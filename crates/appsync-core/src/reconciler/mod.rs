// Copyright (C) 2025 SyncMyOrders Sp. z o.o.
// SPDX-License-Identifier: AGPL-3.0-or-later
//! Per-AppContext worker.
//!
//! The worker drains the AppContext's event queue one element at a time:
//! flag pre-checks, state machine validation, update diffing, then the
//! cluster-parallel [`executor`]. Every terminal queue transition is
//! published as a [`ReadyEvent`].

pub mod executor;
pub mod projection;

use std::sync::Arc;

use tokio_util::sync::CancellationToken;
use tracing::{debug, error, info, instrument, warn};

use self::executor::EventRun;
use self::projection::AppTree;
use crate::appcontext::{self, AppContext};
use crate::connector::{ClusterConnector, LogicalCloud};
use crate::dispatcher::{self, Context, ContextState};
use crate::error::{Error, Result};
use crate::queue::{EventQueue, QueueElement};
use crate::runtime::{ReadyEvent, Runtime};
use crate::state_machine::{self, PreCheck};
use crate::types::{EventStatus, OpType, RsyncEvent, StateValue};

enum Step {
    Continue,
    Exit,
}

/// Worker task of one AppContext. Spawned by the dispatcher.
pub(crate) async fn run_worker(rt: Runtime, ctx: Arc<Context>) {
    info!(app_context_id = %ctx.id(), "Worker started");
    loop {
        match worker_step(&rt, &ctx).await {
            Ok(Step::Continue) => {}
            Ok(Step::Exit) => break,
            Err(e) => {
                // The queue itself is unreadable: give up on this worker but
                // keep the AppContext registered as active for a restart.
                error!(app_context_id = %ctx.id(), error = %e, "Worker failed");
                release(&ctx).await;
                break;
            }
        }
    }
    info!(app_context_id = %ctx.id(), "Worker exited");
}

/// Mark the Context idle while keeping the AppContext in the active set.
async fn release(ctx: &Context) {
    let mut state = ctx.state.lock().await;
    state.running = false;
    state.current_event = None;
    drop(state);
    ctx.set_idle(true);
}

/// Remove the AppContext from the active set and stop the worker.
///
/// The caller holds the per-Context lock, so no enqueue can slip in between
/// the last queue read and the worker going away.
async fn retire(rt: &Runtime, ctx: &Context, state: &mut ContextState) -> Result<()> {
    appcontext::delete_active(rt.store().as_ref(), ctx.id()).await?;
    state.running = false;
    state.current_event = None;
    if let Some(connector) = state.connector.take() {
        connector.close().await;
    }
    ctx.set_idle(true);
    Ok(())
}

async fn worker_step(rt: &Runtime, ctx: &Arc<Context>) -> Result<Step> {
    if rt.is_shutting_down() {
        release(ctx).await;
        return Ok(Step::Exit);
    }
    let ac = AppContext::load(rt.store().clone(), ctx.id()).await?;

    let (index, element, token, connector) = {
        let mut state = ctx.state.lock().await;
        let Some((index, element)) = EventQueue::new(&ac).find_first_pending().await? else {
            retire(rt, ctx, &mut state).await?;
            debug!(app_context_id = %ctx.id(), "Queue drained");
            return Ok(Step::Exit);
        };
        let token = rt.shutdown_token().child_token();
        state.cancel = token.clone();
        state.current_event = Some(element.event);
        let connector = match &state.connector {
            Some(connector) => Arc::clone(connector),
            None => {
                let connector = rt.connector(ctx.id());
                state.connector = Some(Arc::clone(&connector));
                connector
            }
        };
        (index, element, token, connector)
    };

    match state_machine::pre_check(ac.get_flags().await?, element.event) {
        PreCheck::Stop => {
            refuse_all(rt, ctx, &ac, element.event).await?;
            return Ok(Step::Exit);
        }
        PreCheck::Skip => {
            info!(app_context_id = %ctx.id(), event = %element.event, "Terminate pending; skipping event");
            EventQueue::new(&ac)
                .update_status(index, EventStatus::Skip)
                .await?;
            publish(rt, &ac, element.event, EventStatus::Skip).await;
            return Ok(Step::Continue);
        }
        PreCheck::Proceed => {}
    }

    let outcome = process_element(rt, ctx, &ac, index, &element, token, connector).await;
    match outcome {
        Ok(step) => Ok(step),
        Err(e) => {
            // Store faults are fatal to the event only.
            warn!(app_context_id = %ctx.id(), event = %element.event, error = %e, "Store fault while processing event");
            fail_event(&ac, index, element.event).await?;
            publish(rt, &ac, element.event, EventStatus::Error).await;
            Ok(Step::Continue)
        }
    }
}

/// StopFlag is set: every pending element fails and the worker stops.
async fn refuse_all(rt: &Runtime, ctx: &Arc<Context>, ac: &AppContext, first: RsyncEvent) -> Result<()> {
    let mut state = ctx.state.lock().await;
    let pending: Vec<QueueElement> = EventQueue::new(ac)
        .elements()
        .await?
        .into_iter()
        .filter(|e| e.status == EventStatus::Pending)
        .collect();
    EventQueue::new(ac)
        .mark_all_pending(EventStatus::Error)
        .await?;
    warn!(
        app_context_id = %ctx.id(),
        refused = pending.len(),
        "{}",
        Error::StopFlagSet(ctx.id().to_string())
    );
    if let Some(error_state) = state_machine::error_state(first) {
        ac.set_status(error_state).await?;
        ac.set_current_state(error_state).await?;
    }
    retire(rt, ctx, &mut state).await?;
    drop(state);
    for element in pending {
        publish(rt, ac, element.event, EventStatus::Error).await;
    }
    Ok(())
}

async fn fail_event(ac: &AppContext, index: usize, event: RsyncEvent) -> Result<()> {
    EventQueue::new(ac)
        .update_status(index, EventStatus::Error)
        .await?;
    if let Some(state) = state_machine::error_state(event) {
        ac.set_status(state).await?;
        ac.set_current_state(state).await?;
    }
    Ok(())
}

async fn publish(rt: &Runtime, ac: &AppContext, event: RsyncEvent, status: EventStatus) {
    let state = ac.get_status().await.unwrap_or(StateValue::Created);
    rt.publish(ReadyEvent {
        app_context_id: ac.id().to_string(),
        event,
        status,
        state,
    });
}

#[instrument(skip_all, fields(app_context_id = %ctx.id(), event = %element.event))]
async fn process_element(
    rt: &Runtime,
    ctx: &Arc<Context>,
    ac: &AppContext,
    index: usize,
    element: &QueueElement,
    token: CancellationToken,
    connector: Arc<dyn ClusterConnector>,
) -> Result<Step> {
    let event = element.event;
    let current = ac.get_current_state().await?;
    if event == RsyncEvent::Terminate
        && current == StateValue::Created
        && only_skipped_before(ac, index).await?
    {
        // The events this Terminate superseded never reached a cluster.
        EventQueue::new(ac)
            .update_status(index, EventStatus::Done)
            .await?;
        ac.set_current_state(StateValue::Terminated).await?;
        ac.set_desired_state(StateValue::Terminated).await?;
        ac.set_status(StateValue::Terminated).await?;
        ac.set_pending_terminate_flag(false).await?;
        info!("Nothing was deployed; Terminate completed without cluster operations");
        publish(rt, ac, event, EventStatus::Done).await;
        return Ok(Step::Continue);
    }
    let change = match state_machine::check(event, current) {
        Ok(change) => change,
        Err(e) => {
            warn!(error = %e, "Event rejected");
            EventQueue::new(ac)
                .update_status(index, EventStatus::Skip)
                .await?;
            if let Some(state) = state_machine::error_state(event) {
                ac.set_status(state).await?;
                ac.set_current_state(state).await?;
            }
            if event == RsyncEvent::Terminate {
                ac.set_pending_terminate_flag(false).await?;
            }
            publish(rt, ac, event, EventStatus::Skip).await;
            return Ok(Step::Continue);
        }
    };

    let previous_status = ac.get_status().await?;
    ac.set_current_state(change.current).await?;
    ac.set_desired_state(change.desired).await?;
    ac.set_status(change.current).await?;
    info!(from = %current, to = %change.current, "Processing event");

    let poller = spawn_stop_poller(rt, ac.clone(), token.clone());
    let result = process_event(rt, ac, element, &token, connector).await;
    poller.abort();

    if result.as_ref().is_err_and(Error::is_cancelled) && rt.is_shutting_down() {
        // Leave the element pending so a restart picks it up again.
        ac.set_current_state(current).await?;
        ac.set_status(previous_status).await?;
        info!("Interrupted by shutdown; event left pending");
        release(ctx).await;
        return Ok(Step::Exit);
    }

    let status = match &result {
        Ok(()) => {
            ac.set_current_state(change.desired).await?;
            ac.set_status(change.desired).await?;
            info!(state = %change.desired, "Event done");
            EventStatus::Done
        }
        Err(e) => {
            ac.set_current_state(change.error).await?;
            ac.set_status(change.error).await?;
            if e.is_cancelled() {
                info!(state = %change.error, "Event cancelled");
            } else {
                warn!(state = %change.error, error = %e, "Event failed");
            }
            EventStatus::Error
        }
    };
    EventQueue::new(ac).update_status(index, status).await?;
    if event == RsyncEvent::Terminate {
        ac.set_pending_terminate_flag(false).await?;
    }
    publish(rt, ac, event, status).await;
    Ok(Step::Continue)
}

/// True when at least one element precedes `index` and every one of them was skipped.
async fn only_skipped_before(ac: &AppContext, index: usize) -> Result<bool> {
    let elements = EventQueue::new(ac).elements().await?;
    let earlier = &elements[..index.min(elements.len())];
    Ok(!earlier.is_empty() && earlier.iter().all(|e| e.status == EventStatus::Skip))
}

/// Cancel `token` once the StopFlag of `ac` is observed.
fn spawn_stop_poller(
    rt: &Runtime,
    ac: AppContext,
    token: CancellationToken,
) -> tokio::task::JoinHandle<()> {
    let interval = rt.settings().stop_poll_interval;
    tokio::spawn(async move {
        loop {
            tokio::select! {
                _ = token.cancelled() => return,
                _ = tokio::time::sleep(interval) => {}
            }
            match ac.get_stop_flag().await {
                Ok(true) => {
                    info!(app_context_id = %ac.id(), "StopFlag set; cancelling event");
                    token.cancel();
                    return;
                }
                Ok(false) => {}
                Err(e) => debug!(app_context_id = %ac.id(), error = %e, "StopFlag poll failed"),
            }
        }
    })
}

/// AppContext receiving status writes for `ac`.
///
/// Falls back to `ac` itself when the status AppContext cannot be loaded.
async fn resolve_status_context(rt: &Runtime, ac: &AppContext) -> Result<AppContext> {
    let Some(id) = ac.get_status_app_context_id().await? else {
        return Ok(ac.clone());
    };
    match AppContext::load(rt.store().clone(), &id).await {
        Ok(status_ac) => Ok(status_ac),
        Err(e) => {
            warn!(
                app_context_id = %ac.id(),
                status_app_context_id = %id,
                error = %e,
                "Status AppContext unavailable; writing status to the primary AppContext"
            );
            Ok(ac.clone())
        }
    }
}

fn update_target(element: &QueueElement) -> Result<&str> {
    element.update_context_id.as_deref().ok_or_else(|| {
        Error::Other(format!("{} event without an update AppContext id", element.event))
    })
}

async fn process_event(
    rt: &Runtime,
    ac: &AppContext,
    element: &QueueElement,
    token: &CancellationToken,
    connector: Arc<dyn ClusterConnector>,
) -> Result<()> {
    let mut tree = AppTree::load(ac).await?;
    let op = match element.event {
        RsyncEvent::Instantiate => OpType::Apply,
        RsyncEvent::Terminate => OpType::Delete,
        RsyncEvent::Read => OpType::Read,
        RsyncEvent::Update => {
            let target = update_target(element)?;
            let new_ac = AppContext::load(rt.store().clone(), target).await?;
            tree.mark_delete_phase(&AppTree::load(&new_ac).await?);
            dispatcher::handle_app_context(
                rt.clone(),
                target.to_string(),
                Some(ac.id().to_string()),
                RsyncEvent::UpdateModify,
                connector.for_app_context(target),
            )
            .await?;
            OpType::Delete
        }
        RsyncEvent::UpdateModify => {
            let source = update_target(element)?;
            let old_ac = AppContext::load(rt.store().clone(), source).await?;
            let old_tree = AppTree::load(&old_ac).await?;
            tree.mark_modify_phase(ac, &old_tree, &old_ac).await?;
            OpType::Apply
        }
        RsyncEvent::AddChildContext => {
            return Err(Error::Other("AddChildContext is not supported".to_string()));
        }
    };

    let status_ac = resolve_status_context(rt, ac).await?;
    let cloud = LogicalCloud::of(ac).await?;
    debug!(op = %op, resources = tree.active_resources(), "Executing");

    let run = Arc::new(EventRun {
        ac: ac.clone(),
        status_ac,
        connector,
        settings: rt.settings().clone(),
        op,
        event: element.event,
        cloud,
    });
    run.execute(tree, token).await
}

•••••

**Task:** For each line of the listing that holds the word "LogicalCloud", show that line.

**Finished exercise:**
use crate::connector::{ClusterConnector, LogicalCloud};
    let cloud = LogicalCloud::of(ac).await?;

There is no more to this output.